I've always liked it.


----------



## Drzava (Mar 29, 2005)

It was redundant and predictable.


----------



## Hodge (Mar 29, 2005)

Maybe that was the point. To show how humans—who are supposedly granted free will—will never sway from what the majority holds to be true, even if they know in their hearts that it is wrong. 

Or maybe it's about how one man is powerless, despite what we're told as we grow up.


It's not redundant.


----------



## theCloudsTears (Mar 29, 2005)

i sincerely agree w/ hodge


----------



## Heid (Mar 30, 2005)

We had to study it when I was in highschool but despite that, I kind of enjoyed reading it. At least it wasn't Shakespeare


----------



## Dooga Aetrus Blackrazor (Apr 3, 2005)

I agree that the book was good, but I viewed it as more optimistic than pessimistic.  I thought Atticus showed how one person can make a difference, even though it may not seem like it at the time.


----------



## theCloudsTears (Apr 4, 2005)

Dooga Aetrus Blackrazor said:
			
		

> I thought Atticus showed how one person can make a difference, even though it may not seem like it at the time.



Thats an interesting way of looking at it. =O) I like your view.


----------



## PaPa (Apr 5, 2005)

I read the book for the first time just a few weeks ago, and I found it very different to my expectations.  Everyone speaks of To Kill a Mocking Bird as being predominatly concerned with the court case and matters of race, and yet there is a huge amount in the book that has relevance to neither of these.  When reading it, I saw the court case less as the centrepiece of the book, and more as just "something that happened", as part of the narrative.
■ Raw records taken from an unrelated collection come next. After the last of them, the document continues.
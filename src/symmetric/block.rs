//! AES-CBC with block padding.

use alloc::vec::Vec;
use cbc::cipher::{block_padding::NoPadding, BlockDecryptMut, BlockEncryptMut, KeyIvInit};
use zeroize::Zeroizing;

use super::{AesKey, AesKeyIv, AES_BLOCK_SIZE};
use crate::errors::{Error, Result};
use crate::padding::Pkcs7Padding;
use crate::traits::{Decryptor, Padding};

/// AES-CBC encryptor.
///
/// The key must be 16, 24 or 32 bytes to select AES-128, AES-192 or AES-256,
/// and the IV must be 16 bytes.
#[derive(Clone, Debug)]
pub struct AesCbcEncryptor<P = Pkcs7Padding> {
    key_iv: AesKeyIv,
    padding: P,
}

impl<P: Padding> AesCbcEncryptor<P> {
    /// Create a new encryptor.
    pub fn new(key: &[u8], iv: &[u8], padding: P) -> Result<Self> {
        Ok(Self {
            key_iv: AesKeyIv::new(key, iv)?,
            padding,
        })
    }

    /// Pad and encrypt `msg`.
    ///
    /// The result never shares storage with `msg`. Fails only if the padding
    /// scheme produced a buffer that is not block aligned.
    pub fn encrypt(&self, msg: &[u8]) -> Result<Vec<u8>> {
        let mut buf = self.padding.pad(msg);
        let len = buf.len();
        let iv = &self.key_iv.iv;

        with_aes!(&self.key_iv.key, |key, C| {
            cbc::Encryptor::<C>::new(key.into(), iv.into())
                .encrypt_padded_mut::<NoPadding>(&mut buf, len)
                .map(|_| ())
        })
        .map_err(|_| Error::BlockAlignment {
            len,
            block_size: AES_BLOCK_SIZE,
        })?;

        Ok(buf)
    }
}

/// AES-CBC decryptor.
///
/// The key must be 16, 24 or 32 bytes to select AES-128, AES-192 or AES-256,
/// and the IV must be 16 bytes.
#[derive(Clone, Debug)]
pub struct AesCbcDecryptor<P = Pkcs7Padding> {
    key_iv: AesKeyIv,
    padding: P,
}

impl<P: Padding> AesCbcDecryptor<P> {
    /// Create a new decryptor.
    pub fn new(key: &[u8], iv: &[u8], padding: P) -> Result<Self> {
        Ok(Self {
            key_iv: AesKeyIv::new(key, iv)?,
            padding,
        })
    }

    /// Decrypt `ciphertext` and strip its padding.
    ///
    /// The result never shares storage with `ciphertext`.
    pub fn decrypt(&self, ciphertext: &[u8]) -> Result<Vec<u8>> {
        if ciphertext.len() % AES_BLOCK_SIZE != 0 {
            return Err(Error::BlockAlignment {
                len: ciphertext.len(),
                block_size: AES_BLOCK_SIZE,
            });
        }

        let mut buf = Zeroizing::new(ciphertext.to_vec());
        let iv = &self.key_iv.iv;

        with_aes!(&self.key_iv.key, |key, C| {
            cbc::Decryptor::<C>::new(key.into(), iv.into())
                .decrypt_padded_mut::<NoPadding>(&mut buf[..])
                .map(|_| ())
        })
        .map_err(|_| Error::BlockAlignment {
            len: ciphertext.len(),
            block_size: AES_BLOCK_SIZE,
        })?;

        Ok(self.padding.unpad(&buf)?.to_vec())
    }
}

impl<P: Padding> Decryptor for AesCbcDecryptor<P> {
    fn decrypt(&self, ciphertext: &[u8]) -> Result<Vec<u8>> {
        AesCbcDecryptor::decrypt(self, ciphertext)
    }
}

#[cfg(test)]
mod tests {
    use super::*;
    use crate::symmetric::{AES128_KEY_SIZE, AES192_KEY_SIZE, AES256_KEY_SIZE, AES_IV_SIZE};
    use hex_literal::hex;

    fn pkcs7() -> Pkcs7Padding {
        Pkcs7Padding::new(AES_BLOCK_SIZE).unwrap()
    }

    #[test]
    fn test_fips_197_appendix_c_aes128() {
        // Zero IV turns a single CBC block into a raw block encryption.
        let key = hex!("000102030405060708090a0b0c0d0e0f");
        let plaintext = hex!("00112233445566778899aabbccddeeff");
        let expected = hex!("69c4e0d86a7b0430d8cdb78070b4c55a");

        let encryptor = AesCbcEncryptor::new(&key, &[0u8; AES_IV_SIZE], pkcs7()).unwrap();
        let ciphertext = encryptor.encrypt(&plaintext).unwrap();
        assert_eq!(ciphertext.len(), 2 * AES_BLOCK_SIZE);
        assert_eq!(ciphertext[..AES_BLOCK_SIZE], expected);
    }

    #[test]
    fn test_encrypt_decrypt_all_key_sizes() {
        let iv = [0x24u8; AES_IV_SIZE];
        for size in [AES128_KEY_SIZE, AES192_KEY_SIZE, AES256_KEY_SIZE] {
            let key = vec![size as u8; size];
            let encryptor = AesCbcEncryptor::new(&key, &iv, pkcs7()).unwrap();
            let decryptor = AesCbcDecryptor::new(&key, &iv, pkcs7()).unwrap();

            for len in [0usize, 1, 15, 16, 17, 100] {
                let msg = vec![0x5au8; len];
                let ciphertext = encryptor.encrypt(&msg).unwrap();
                assert_eq!(ciphertext.len(), (len / AES_BLOCK_SIZE + 1) * AES_BLOCK_SIZE);
                assert_eq!(decryptor.decrypt(&ciphertext).unwrap(), msg);
            }
        }
    }

    #[test]
    fn test_calls_are_independent() {
        let key = [1u8; AES128_KEY_SIZE];
        let iv = [2u8; AES_IV_SIZE];
        let encryptor = AesCbcEncryptor::new(&key, &iv, pkcs7()).unwrap();

        let first = encryptor.encrypt(b"same message").unwrap();
        let second = encryptor.encrypt(b"same message").unwrap();
        assert_eq!(first, second);
    }

    #[test]
    fn test_pkcs5_padding() {
        let key = [3u8; AES256_KEY_SIZE];
        let iv = [4u8; AES_IV_SIZE];
        let encryptor = AesCbcEncryptor::new(&key, &iv, Pkcs7Padding::pkcs5()).unwrap();
        let decryptor = AesCbcDecryptor::new(&key, &iv, Pkcs7Padding::pkcs5()).unwrap();

        // 8-byte padding on a 16-byte cipher: aligned output only when it
        // happens to land on a 16-byte boundary.
        let ciphertext = encryptor.encrypt(&[0u8; 8]).unwrap();
        assert_eq!(ciphertext.len(), 16);
        assert_eq!(decryptor.decrypt(&ciphertext).unwrap(), [0u8; 8]);

        assert_eq!(
            encryptor.encrypt(&[0u8; 1]),
            Err(Error::BlockAlignment {
                len: 8,
                block_size: AES_BLOCK_SIZE
            })
        );
    }

    #[test]
    fn test_decrypt_rejects_unaligned() {
        let decryptor = AesCbcDecryptor::new(&[0u8; 16], &[0u8; 16], pkcs7()).unwrap();
        assert_eq!(
            decryptor.decrypt(&[0u8; 17]),
            Err(Error::BlockAlignment {
                len: 17,
                block_size: AES_BLOCK_SIZE
            })
        );
    }

    #[test]
    fn test_decrypt_empty_is_padding_error() {
        let decryptor = AesCbcDecryptor::new(&[0u8; 16], &[0u8; 16], pkcs7()).unwrap();
        assert_eq!(decryptor.decrypt(&[]), Err(Error::Padding));
    }

    #[test]
    fn test_wrong_key_fails_or_differs() {
        let iv = [9u8; AES_IV_SIZE];
        let encryptor = AesCbcEncryptor::new(&[1u8; 16], &iv, pkcs7()).unwrap();
        let decryptor = AesCbcDecryptor::new(&[2u8; 16], &iv, pkcs7()).unwrap();

        let msg = b"attack at dawn";
        let ciphertext = encryptor.encrypt(msg).unwrap();
        match decryptor.decrypt(&ciphertext) {
            Ok(plaintext) => assert_ne!(plaintext, msg),
            Err(err) => assert_eq!(err, Error::Padding),
        }
    }

    #[test]
    fn test_constructor_errors() {
        assert_eq!(
            AesCbcEncryptor::new(&[0u8; 16], &[0u8; 15], pkcs7()).unwrap_err(),
            Error::InvalidIvLength {
                expected: AES_IV_SIZE,
                actual: 15
            }
        );
        assert_eq!(
            AesCbcDecryptor::new(&[0u8; 20], &[0u8; 16], pkcs7()).unwrap_err(),
            Error::InvalidKeyLength(20)
        );
    }
}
Whilst it is undoubted that Harper Lee intended the book as an indictment of Southern racism, I found it odd just how focused people had become on that aspect of it.  To draw a very strange comparison, before reading 2001: A Space Oddysey I was given to understand that is predominantly concerned with the homicidal computer Hal - yet when I read it the machinations of Hal were given remarkably short shrift.  The part of the book that everyone always talks about had left me unprepared for the idea that anything else happened at all, and I felt the same way with To Kill a Mocking Bird.

Just my meditations on the subject.


----------



## EchoDove (Apr 5, 2005)

This is making me want to read it. I have to next year and have heard a lot about it. Most people I know loved it.


----------



## theCloudsTears (Apr 6, 2005)

I found it an enjoyable book. It is very different than the normal genre I enjoy reading. But you can't make your teacher choose something else.


----------



## rocky (Apr 12, 2005)

TO KILL A MICKINGBIRD IS MY FAVORITE BOOK OF ALL TIME!!!


IT'S CERTAINLY THE BEST I'VE READ OR WILL EVER READ....HARPER LEE IS A CLEAR GENIUS! :wink:


----------



## rocky (Apr 12, 2005)

That book was the backbone of my writing career. I simply loved it!


----------



## theCloudsTears (Apr 12, 2005)

I love it too. Its not my favorite since i prefer fantasy to reality but "To Kill a Mockingbird" made me think. =O)


----------



## LivJade2008 (Aug 2, 2005)

I liked its moral, but at times it did seem quite dull and predictable. 
(The movie did suck, never watch it.)


----------



## theCloudsTears (Aug 4, 2005)

I'm afraid that's been the case in many instances and it's rather sad but in the longrun they did write something that may have changed another's attitude toward the subject.


----------



## demented_1004 (Aug 5, 2005)

I really enjoyed readin' To Kill a Mockingbird. At first, I wasn't really into it, but when I got past the first half I was like, oh can't put it down. A wonderful book, I must say. It definately makes you think back on our society.


----------



## colvin11 (Sep 1, 2005)

fantastic book


----------



## dreamer42391 (Sep 1, 2005)

Pretty good book; although it got a bit boring at times, it carried a good message.


----------



## Ejp414 (Sep 13, 2005)

Truman Capote probably wrote it.

But great book!


----------